About the only thing that’s certain in healthcare delivery is that constant change will continue. And that, unfortunately, makes everyone’s marketing assumptions suspect. Keeping pace with a shifting landscape makes it more challenging to market a medical practice.
Here are a few important-but-independent observations, factoids and tips that crossed our radar. Consider how each item—maybe all of them—could drive adjustments in your marketing thinking.
Some Americans will defer healthcare.
As the curtain gradually pulls back on affordable care in 2015, many people are shocked to find higher medical insurance premiums or deductibles or both.
“The Obama administration unveiled data showing that many Americans with health insurance bought under the Affordable Care Act could face substantial price increases — in some cases as much as 20 percent — unless they switch plans,” reports The New York Times.
Although the amount of increase varies, higher premiums are commonplace and most people will pay more for health insurance. It is reasonable to expect that many individuals—those who elect to keep their coverage—will be increasingly inclined to delay or avoid seeking healthcare.
Facebook may jump aboard the healthcare express.
You know about Apple and Google launching healthcare initiatives.

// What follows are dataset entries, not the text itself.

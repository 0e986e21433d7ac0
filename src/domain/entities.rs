//! Domain Entities - Gateway metadata model
//!
//! Plain metadata snapshots as delivered by the external store. The wire
//! schema (protobuf) lives outside this crate; these structs reproduce its
//! field semantics. Runtime state derived from them (compiled patterns,
//! limiters, health counters) lives in the `runtime` module.

use serde::{Deserialize, Serialize};

/// Availability of a server or API.
#[derive(Debug, Clone, Copy, PartialEq, Eq, Serialize, Deserialize)]
pub enum Status {
    Up,
    Down,
}

impl Status {
    pub fn is_up(&self) -> bool {
        matches!(self, Status::Up)
    }
}

/// Per-server circuit gate.
///
/// Terminology is inverted relative to the usual breaker naming and must
/// stay that way for metadata compatibility: `Open` admits traffic,
/// `Close` blocks it, `Half` probes after a trip.
#[derive(Debug, Clone, Copy, PartialEq, Eq, Serialize, Deserialize)]
pub enum CircuitStatus {
    Open,
    Half,
    Close,
}

/// Condition comparator.
#[derive(Debug, Clone, Copy, PartialEq, Eq, Serialize, Deserialize)]
pub enum Cmp {
    Eq,
    Lt,
    Le,
    Gt,
    Ge,
    In,
    Match,
}

/// Where a parameter is extracted from.
#[derive(Debug, Clone, Copy, PartialEq, Eq, Serialize, Deserialize)]
pub enum ParamSource {
    QueryString,
    FormData,
    JsonBody,
    Header,
    Cookie,
    PathValue,
}

/// Load-balance strategy of a cluster.
#[derive(Debug, Clone, Copy, PartialEq, Eq, Serialize, Deserialize)]
pub enum LbStrategy {
    RoundRobin,
    Random,
}

impl Default for LbStrategy {
    fn default() -> Self {
        LbStrategy::RoundRobin
    }
}

/// What a matching routing does with the traffic share it claims.
///
/// `Split` diverts the request to the routing's cluster; `Copy` mirrors it
/// there while the original target still serves the response.
#[derive(Debug, Clone, Copy, PartialEq, Eq, Serialize, Deserialize)]
pub enum RoutingStrategy {
    Copy,
    Split,
}

/// Backend protocol used for forwarding and health probes.
#[derive(Debug, Clone, Copy, PartialEq, Eq, Serialize, Deserialize)]
pub enum Protocol {
    Http,
    Https,
}

impl Protocol {
    pub fn scheme(&self) -> &'static str {
        match self {
            Protocol::Http => "http",
            Protocol::Https => "https",
        }
    }
}

impl Default for Protocol {
    fn default() -> Self {
        Protocol::Http
    }
}

/// A peer gateway instance. Live proxies divide every server's QPS ceiling
/// among themselves.
#[derive(Debug, Clone, Serialize, Deserialize)]
pub struct Proxy {
    /// Listen address of the peer, also its registry key
    pub addr: String,
}

/// A named pool of interchangeable backend servers.
#[derive(Debug, Clone, Serialize, Deserialize)]
pub struct Cluster {
    pub id: u64,
    #[serde(default)]
    pub name: String,
    /// Strategy used to pick a server from the bound set
    #[serde(default)]
    pub load_balance: LbStrategy,
}

/// Health probe settings for a server.
#[derive(Debug, Clone, Serialize, Deserialize)]
pub struct HealthCheck {
    /// Probe path, appended to the server address
    pub path: String,
    /// Base interval between probes, in seconds
    pub check_interval_secs: u64,
}

/// Circuit-breaker settings for a server. Absent means the circuit never
/// trips.
#[derive(Debug, Clone, Serialize, Deserialize)]
pub struct CircuitBreaker {
    /// How long a tripped circuit stays closed before probing, in seconds
    pub close_timeout_secs: u64,
    /// Analysis window for the failure-rate target, in seconds
    pub rate_check_period_secs: u64,
}

/// A concrete backend endpoint.
#[derive(Debug, Clone, Serialize, Deserialize)]
pub struct Server {
    pub id: u64,
    #[serde(default)]
    pub protocol: Protocol,
    /// host:port the backend listens on
    pub addr: String,
    pub health_check: HealthCheck,
    /// Absolute QPS ceiling for this server across the whole proxy fleet
    pub max_qps: u64,
    #[serde(default)]
    pub circuit_breaker: Option<CircuitBreaker>,
}

/// A (cluster, server) membership relation. Existence of the pair is the
/// entire state; binds have no attributes of their own.
#[derive(Debug, Clone, Copy, PartialEq, Eq, Serialize, Deserialize)]
pub struct Bind {
    pub cluster_id: u64,
    pub server_id: u64,
}

/// A parameter specification: which value to pull out of a request.
#[derive(Debug, Clone, Serialize, Deserialize)]
pub struct Parameter {
    /// Name to look up; for `JsonBody` a dotted path into the body
    #[serde(default)]
    pub name: String,
    pub source: ParamSource,
    /// Path segment index, only meaningful for `PathValue`
    #[serde(default)]
    pub index: u32,
}

/// A compiled-at-runtime validation rule.
#[derive(Debug, Clone, Serialize, Deserialize)]
pub struct Rule {
    /// Regular expression the extracted value must match
    pub expression: String,
}

/// Validation of one request parameter on a dispatch node.
#[derive(Debug, Clone, Serialize, Deserialize)]
pub struct Validation {
    pub parameter: Parameter,
    #[serde(default)]
    pub required: bool,
    #[serde(default)]
    pub rules: Vec<Rule>,
}

/// A condition over an extracted parameter value.
#[derive(Debug, Clone, Serialize, Deserialize)]
pub struct Condition {
    pub parameter: Parameter,
    pub cmp: Cmp,
    pub expect: String,
}

/// Response-cache settings of a dispatch node.
#[derive(Debug, Clone, Serialize, Deserialize)]
pub struct CacheSpec {
    /// Parameters appended to the request URI to form the cache key
    #[serde(default)]
    pub keys: Vec<Parameter>,
    /// Seconds a cached response stays servable
    pub deadline_secs: u64,
    /// All conditions must hold for the request to use the cache at all
    #[serde(default)]
    pub conditions: Vec<Condition>,
}

/// One forwarding target within an API.
#[derive(Debug, Clone, Serialize, Deserialize)]
pub struct DispatchNode {
    pub cluster_id: u64,
    /// Rewrite template applied through the API's URL pattern; empty
    /// disables rewriting
    #[serde(default)]
    pub url_rewrite: String,
    #[serde(default)]
    pub cache: Option<CacheSpec>,
    #[serde(default)]
    pub validations: Vec<Validation>,
}

/// A name/value pair used for default cookies.
#[derive(Debug, Clone, Serialize, Deserialize)]
pub struct PairValue {
    pub name: String,
    pub value: String,
}

/// Values attached to responses when the backend supplies none.
#[derive(Debug, Clone, Default, Serialize, Deserialize)]
pub struct DefaultValue {
    #[serde(default)]
    pub cookies: Vec<PairValue>,
}

/// IP access control lists. Entries are dotted segments where `*` matches
/// any octet, e.g. `10.0.*.*`.
#[derive(Debug, Clone, Default, Serialize, Deserialize)]
pub struct IpAccessControl {
    #[serde(default)]
    pub whitelist: Vec<String>,
    #[serde(default)]
    pub blacklist: Vec<String>,
}

/// A matchable inbound route.
#[derive(Debug, Clone, Serialize, Deserialize)]
pub struct Api {
    pub id: u64,
    #[serde(default)]
    pub name: String,
    /// Regex matched against the request URI; empty means domain-only
    #[serde(default)]
    pub url_pattern: String,
    /// HTTP verb, or `*` for any
    #[serde(default = "any_method")]
    pub method: String,
    /// Exact Host match; empty disables domain matching
    #[serde(default)]
    pub domain: String,
    pub status: Status,
    #[serde(default)]
    pub nodes: Vec<DispatchNode>,
    #[serde(default)]
    pub default_value: Option<DefaultValue>,
    #[serde(default)]
    pub ip_access_control: Option<IpAccessControl>,
}

fn any_method() -> String {
    "*".to_string()
}

/// A conditional traffic-split rule applied after API match.
#[derive(Debug, Clone, Serialize, Deserialize)]
pub struct Routing {
    pub id: u64,
    #[serde(default)]
    pub name: String,
    /// Destination cluster for the claimed traffic share
    pub cluster_id: u64,
    /// Only applies to this API; 0 matches any API
    #[serde(default)]
    pub api: u64,
    #[serde(default)]
    pub conditions: Vec<Condition>,
    /// Percentage of matching requests claimed, 0-100
    pub traffic_rate: u32,
    pub strategy: RoutingStrategy,
}

#[cfg(test)]
mod tests {
    use super::*;

    #[test]
    fn test_status_is_up() {
        assert!(Status::Up.is_up());
        assert!(!Status::Down.is_up());
    }

    #[test]
    fn test_protocol_scheme() {
        assert_eq!(Protocol::Http.scheme(), "http");
        assert_eq!(Protocol::Https.scheme(), "https");
    }

    #[test]
    fn test_server_json_round_trip() {
        let server = Server {
            id: 7,
            protocol: Protocol::Http,
            addr: "10.0.0.1:9090".to_string(),
            health_check: HealthCheck {
                path: "/health".to_string(),
                check_interval_secs: 10,
            },
            max_qps: 1000,
            circuit_breaker: Some(CircuitBreaker {
                close_timeout_secs: 30,
                rate_check_period_secs: 5,
            }),
        };

        let encoded = serde_json::to_string(&server).unwrap();
        let decoded: Server = serde_json::from_str(&encoded).unwrap();

        assert_eq!(decoded.id, 7);
        assert_eq!(decoded.addr, "10.0.0.1:9090");
        assert_eq!(decoded.max_qps, 1000);
        assert!(decoded.circuit_breaker.is_some());
    }

    #[test]
    fn test_api_defaults_from_sparse_json() {
        let api: Api =
            serde_json::from_str(r#"{"id": 1, "url_pattern": "^/users", "status": "Up"}"#).unwrap();

        assert_eq!(api.method, "*");
        assert_eq!(api.domain, "");
        assert!(api.nodes.is_empty());
        assert!(api.ip_access_control.is_none());
    }

    #[test]
    fn test_bind_equality() {
        let a = Bind {
            cluster_id: 1,
            server_id: 2,
        };
        let b = Bind {
            cluster_id: 1,
            server_id: 2,
        };
        assert_eq!(a, b);
    }

    #[test]
    fn test_cluster_default_strategy() {
        let cluster: Cluster = serde_json::from_str(r#"{"id": 3}"#).unwrap();
        assert_eq!(cluster.load_balance, LbStrategy::RoundRobin);
    }
}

Industry observer WeRSM (We Are Social Media) speculates that Facebook, the widely popular social platform, may be the next big player with health, fitness and wellness features.
“This comes as no surprise,” says WeRSM, “as the social network pretty much knows many things about our whereabouts, hobbies and lifestyle. Apart from this, Facebook is also focusing on creating support communities for people who suffer from certain conditions.”
Read the full article here. Speculation…yes, but don’t be surprised if the largest social media network gets aboard the health bandwagon.
Virtual doctor visits, and mobile communications with patients, will increase.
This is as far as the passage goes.